Ein Vorteil von Augmented Reality (und Virtual Reality) ist es, dass mehrere Nutzer das gleiche Bild sehen können. Das ist für Training und Zusammenarbeit ein großer Vorteil.

Ärzte spielerisch trainieren

Wie sieht es mit dem großen Bruder von Augmented Reality aus, Virtual Reality (VR)? VR wird in der Medizin vor allem für die Ausbildung und das Training für konkrete Situationen genutzt, denn in der Realität (...Real Reality?) lässt sich nicht kurzerhand eine OP am offenen Herzen simulieren, in einer VR-Software hingegen schon. 

Der einzige Grund, warum Sie Ihren Arzt im OP-Saal also mit VR-Headset auf dem Kopf erwischen, ist, weil er noch kurz ein bisschen üben wollte. Schon wieder, warum haben Sie bloß die Rezensionen nicht gelesen

Wie wirksam ist VR als Trainingsmittel?
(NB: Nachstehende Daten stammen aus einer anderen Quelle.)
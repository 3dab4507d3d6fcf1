//! Name/id prefix resolution shared by every provider's `get_*` operations.

use crate::error::{Result, UnikitError};
use crate::types::Resolvable;

/// Resolves `query` against `items`.
///
/// An exact id match wins, then an exact name match. Otherwise every entity
/// whose id or name starts with `query` is a candidate; exactly one candidate
/// resolves, several are an `AmbiguousMatch` and none is `NotFound`.
pub fn resolve<T, I>(items: I, query: &str) -> Result<T>
where
    T: Resolvable,
    I: IntoIterator<Item = T>,
{
    if query.is_empty() {
        return Err(UnikitError::InvalidInput(format!(
            "{} name or id must not be empty",
            T::KIND
        )));
    }

    let mut exact_name = None;
    let mut candidates: Vec<T> = Vec::new();

    for item in items {
        if item.id() == query {
            return Ok(item);
        }
        if item.name() == query {
            if exact_name.is_none() {
                exact_name = Some(item);
            }
            continue;
        }
        if item.id().starts_with(query) || item.name().starts_with(query) {
            candidates.push(item);
        }
    }

    if let Some(item) = exact_name {
        return Ok(item);
    }

    match candidates.len() {
        0 => Err(UnikitError::not_found(T::KIND, query)),
        1 => Ok(candidates.remove(0)),
        _ => Err(UnikitError::AmbiguousMatch {
            entity: T::KIND,
            query: query.to_string(),
            matches: candidates
                .iter()
                .map(|c| format!("{} ({})", c.name(), c.id()))
                .collect(),
        }),
    }
}

#[cfg(test)]
mod tests {
    use super::*;
    use crate::error::{EntityKind, ErrorKind};

    #[derive(Debug, Clone)]
    struct Thing {
        id: String,
        name: String,
    }

    impl Resolvable for Thing {
        const KIND: EntityKind = EntityKind::Instance;

        fn id(&self) -> &str {
            &self.id
        }

        fn name(&self) -> &str {
            &self.name
        }
    }

    fn things() -> Vec<Thing> {
        vec![
            Thing {
                id: "a1b2c3".to_string(),
                name: "web-1".to_string(),
            },
            Thing {
                id: "d4e5f6".to_string(),
                name: "web-2".to_string(),
            },
            Thing {
                id: "a1ffff".to_string(),
                name: "db".to_string(),
            },
        ]
    }

    #[test]
    fn test_shared_prefix_is_ambiguous() {
        let err = resolve(things(), "web-").unwrap_err();
        assert_eq!(err.kind(), ErrorKind::AmbiguousMatch);
    }

    #[test]
    fn test_full_name_resolves() {
        let thing = resolve(things(), "web-1").unwrap();
        assert_eq!(thing.id, "a1b2c3");
    }

    #[test]
    fn test_id_prefix_resolves() {
        let thing = resolve(things(), "d4").unwrap();
        assert_eq!(thing.name, "web-2");

        let err = resolve(things(), "a1").unwrap_err();
        assert_eq!(err.kind(), ErrorKind::AmbiguousMatch);
    }

    #[test]
    fn test_exact_name_beats_longer_names() {
        let mut items = things();
        items.push(Thing {
            id: "999999".to_string(),
            name: "web-10".to_string(),
        });
        let thing = resolve(items, "web-1").unwrap();
        assert_eq!(thing.id, "a1b2c3");
    }

    #[test]
    fn test_missing_and_empty_queries() {
        assert_eq!(
            resolve(things(), "zzz").unwrap_err().kind(),
            ErrorKind::NotFound
        );
        assert_eq!(
            resolve(things(), "").unwrap_err().kind(),
            ErrorKind::InvalidInput
        );
    }
}
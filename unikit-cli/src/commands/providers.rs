use crate::output::{OutputFormat, OutputFormatter, print_warning};
use serde::Serialize;
use tabled::Tabled;
use unikit_core::{Config, Providers, Result};

#[derive(Serialize, Tabled)]
struct ProviderRow {
    name: String,
    partition_tables: bool,
    compilers: String,
}

pub fn execute(config: &Config, providers: &Providers, format: OutputFormat) -> Result<()> {
    if providers.is_empty() {
        print_warning("No providers configured. Add a 'providers' section to the configuration.");
        return Ok(());
    }

    let compilers = unikit_compilers::default_compilers(&config.build).keys();
    let rows: Vec<ProviderRow> = providers
        .iter()
        .map(|provider| {
            let targeting: Vec<String> = compilers
                .iter()
                .filter(|key| key.target == provider.name())
                .map(|key| key.to_string())
                .collect();
            ProviderRow {
                name: provider.name().to_string(),
                partition_tables: provider.config().use_partition_tables,
                compilers: if targeting.is_empty() {
                    "-".to_string()
                } else {
                    targeting.join(", ")
                },
            }
        })
        .collect();

    println!("{}", format.format_table(rows));
    Ok(())
}
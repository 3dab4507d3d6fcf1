use crate::error::{EntityKind, Result, UnikitError};
use crate::provider::Provider;
use std::sync::Arc;
use tracing::debug;

/// Configured providers, keyed by provider type name.
///
/// Built once at startup and read-only afterwards. Ownership lookups fan out
/// over every provider in registration order and return the first one whose
/// `get_*` succeeds; if two backends report the same id the first hit wins.
#[derive(Clone, Default)]
pub struct Providers {
    providers: Vec<(String, Arc<dyn Provider>)>,
}

impl Providers {
    pub fn new() -> Self {
        Self::default()
    }

    /// Registers `provider` under its own name. Names must be unique.
    pub fn register(&mut self, provider: Arc<dyn Provider>) -> Result<()> {
        let name = provider.name().to_string();
        if self.providers.iter().any(|(key, _)| *key == name) {
            return Err(UnikitError::already_exists(EntityKind::Provider, name));
        }
        debug!("Registered provider {}", name);
        self.providers.push((name, provider));
        Ok(())
    }

    pub fn with(mut self, provider: Arc<dyn Provider>) -> Result<Self> {
        self.register(provider)?;
        Ok(self)
    }

    pub fn keys(&self) -> Vec<String> {
        self.providers.iter().map(|(key, _)| key.clone()).collect()
    }

    pub fn get(&self, provider_type: &str) -> Result<Arc<dyn Provider>> {
        self.providers
            .iter()
            .find(|(key, _)| key == provider_type)
            .map(|(_, provider)| provider.clone())
            .ok_or_else(|| UnikitError::not_found(EntityKind::Provider, provider_type))
    }

    pub fn iter(&self) -> impl Iterator<Item = &Arc<dyn Provider>> {
        self.providers.iter().map(|(_, provider)| provider)
    }

    pub fn len(&self) -> usize {
        self.providers.len()
    }

    pub fn is_empty(&self) -> bool {
        self.providers.is_empty()
    }

    pub async fn provider_for_image(&self, image_id: &str) -> Result<Arc<dyn Provider>> {
        for (key, provider) in &self.providers {
            match provider.get_image(image_id).await {
                Ok(_) => return Ok(provider.clone()),
                Err(e) => debug!("Provider {} does not own image {}: {}", key, image_id, e),
            }
        }
        Err(UnikitError::not_found(
            EntityKind::Provider,
            format!("no provider owns image {image_id}"),
        ))
    }

    pub async fn provider_for_instance(&self, instance_id: &str) -> Result<Arc<dyn Provider>> {
        for (key, provider) in &self.providers {
            match provider.get_instance(instance_id).await {
                Ok(_) => return Ok(provider.clone()),
                Err(e) => debug!(
                    "Provider {} does not own instance {}: {}",
                    key, instance_id, e
                ),
            }
        }
        Err(UnikitError::not_found(
            EntityKind::Provider,
            format!("no provider owns instance {instance_id}"),
        ))
    }

    pub async fn provider_for_volume(&self, volume_id: &str) -> Result<Arc<dyn Provider>> {
        for (key, provider) in &self.providers {
            match provider.get_volume(volume_id).await {
                Ok(_) => return Ok(provider.clone()),
                Err(e) => debug!("Provider {} does not own volume {}: {}", key, volume_id, e),
            }
        }
        Err(UnikitError::not_found(
            EntityKind::Provider,
            format!("no provider owns volume {volume_id}"),
        ))
    }
}
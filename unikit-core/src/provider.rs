use crate::error::Result;
use crate::types::{Image, Instance, RawImage, Volume};
use async_trait::async_trait;
use serde::{Deserialize, Serialize};
use std::collections::BTreeMap;
use std::path::PathBuf;

/// Capability flags fixed when a provider is constructed.
#[derive(Debug, Clone, Copy, PartialEq, Eq, Serialize, Deserialize)]
pub struct ProviderConfig {
    pub use_partition_tables: bool,
}

#[derive(Debug, Clone, Copy, Default)]
pub struct StageOptions {
    /// Replace an existing image with the same name.
    pub force: bool,
    /// Keep intermediate conversion files around for debugging.
    pub no_cleanup: bool,
}

#[derive(Debug, Clone, Default)]
pub struct RunInstanceParams {
    pub name: String,
    pub image_id: String,
    /// Mount point -> volume name or id.
    pub mounts: BTreeMap<String, String>,
    pub env: BTreeMap<String, String>,
}

#[derive(Debug, Clone)]
pub enum VolumeSource {
    /// Filesystem image copied into the volume.
    Image(PathBuf),
    /// Zeroed volume of the given size in megabytes.
    Empty { size_mb: u64 },
}

/// Lifecycle contract every backend implements.
///
/// Query operations accept a full id, a full name or an unambiguous prefix
/// of either.
#[async_trait]
pub trait Provider: Send + Sync {
    fn name(&self) -> &str;
    fn config(&self) -> ProviderConfig;

    // Images
    async fn stage(&self, name: &str, raw_image: RawImage, options: StageOptions) -> Result<Image>;
    async fn list_images(&self) -> Result<Vec<Image>>;
    async fn get_image(&self, name_or_id_prefix: &str) -> Result<Image>;
    async fn delete_image(&self, id: &str, force: bool) -> Result<()>;

    // Instances
    async fn run_instance(&self, params: RunInstanceParams) -> Result<Instance>;
    async fn list_instances(&self) -> Result<Vec<Instance>>;
    async fn get_instance(&self, name_or_id_prefix: &str) -> Result<Instance>;
    async fn delete_instance(&self, id: &str) -> Result<()>;
    async fn start_instance(&self, id: &str) -> Result<()>;
    async fn stop_instance(&self, id: &str) -> Result<()>;
    async fn get_instance_logs(&self, id: &str) -> Result<String>;

    // Volumes
    async fn create_volume(&self, name: &str, source: VolumeSource) -> Result<Volume>;
    async fn list_volumes(&self) -> Result<Vec<Volume>>;
    async fn get_volume(&self, name_or_id_prefix: &str) -> Result<Volume>;
    async fn delete_volume(&self, id: &str, force: bool) -> Result<()>;
    async fn attach_volume(&self, id: &str, instance_id: &str, mount_point: &str) -> Result<()>;
    async fn detach_volume(&self, id: &str) -> Result<()>;
}
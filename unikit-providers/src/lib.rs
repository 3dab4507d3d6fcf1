pub mod launcher;
pub mod photon;
pub mod qemu;
pub mod staging;

#[cfg(test)]
mod tests;

use std::sync::Arc;
use tracing::info;
use unikit_core::{Config, Providers, Result};

pub use launcher::{DiskSpec, LaunchSpec, QemuLauncher, VmLauncher};
pub use photon::{PHOTON_PROVIDER, PhotonProvider};
pub use qemu::{QEMU_PROVIDER, QemuProvider};

/// Registers a provider for every configured backend, QEMU first.
pub async fn build_providers(config: &Config) -> Result<Providers> {
    let mut providers = Providers::new();

    if let Some(qemu) = &config.providers.qemu {
        let provider = QemuProvider::new(config.qemu_state_dir(), qemu.clone()).await?;
        providers.register(Arc::new(provider))?;
    }

    if let Some(photon) = &config.providers.photon {
        let qemu_img = config
            .providers
            .qemu
            .as_ref()
            .map(|q| q.qemu_img_binary.clone())
            .unwrap_or_else(|| "qemu-img".into());
        let provider = PhotonProvider::new(config.photon_state_dir(), photon.clone(), qemu_img).await?;
        providers.register(Arc::new(provider))?;
    }

    info!("Registered providers: {}", providers.keys().join(", "));
    Ok(providers)
}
Groß angelegte Untersuchungen über die Wirksamkeit sind noch Fehlanzeige, doch eine Metastudie, die sich 23 Einzelstudien angeschaut hat, befand, dass in 74 Prozent eine verbesserte Lernleistung festgestellt wurde.

Gut zu wissen

VR und AR traten in der Medizin erstmals in den 1980ern auf, in den 90ern begannen erste Anwendungen als Trainingsmethode.

Nicht nur für Ärzte

Ist Augmented Reality also nur etwas für Chirurgen? Keineswegs. Auch für Krankenpfleger hat AR etwas im Sackerl: AccuVein hat einen Handscanner entwickelt, der Pflegern zeigt, wo sich beim Patienten Venen befinden. Die Technologie wurde bereits an rund zehn Millionen Patienten angewandt und macht einen erfolgreichen Stich beim ersten Versuch um das 3,5-fache wahrscheinlicher.

Und Virtual Reality findet in der Schmerztherapie Anwendung. Probanden einer Studie, die sich mittels VR ablenkten, empfanden deutlich weniger Schmerz als eine Kontrollgruppe, die vor den Fernseher gesetzt wurde. Bei Patienten mit sehr hohen Schmerzen (mindestens sieben auf einer 1-10-Skala) brachte VR im Schnitt 3,04 Punkte Erleichterung, der Fernseher nur 0,93 Punkte.

Fassen wir zusammen: Augmented und Virtual Reality können...

  • Ärzte besser ausbilden
  • Ärzte auf OPs vorbereiten
  • Ärzte während der OP unterstützen
  • Patienten besser informieren
  • Medizinische Prozeduren, z. B. Blutentnahmen, erleichtern
  • Die Zusammenarbeit zwischen Ärzten stärken
  • Bei der Schmerztherapie Anwendung finden

Und es ist vermutlich nicht zu viel gesagt, dass tagtäglich an neuen Anwendungsfeldern gearbeitet wird. Augmented und Virtual Reality werden uns in Zukunft also voraussichtlich noch deutlich öfter beim Arztbesuch unterkommen.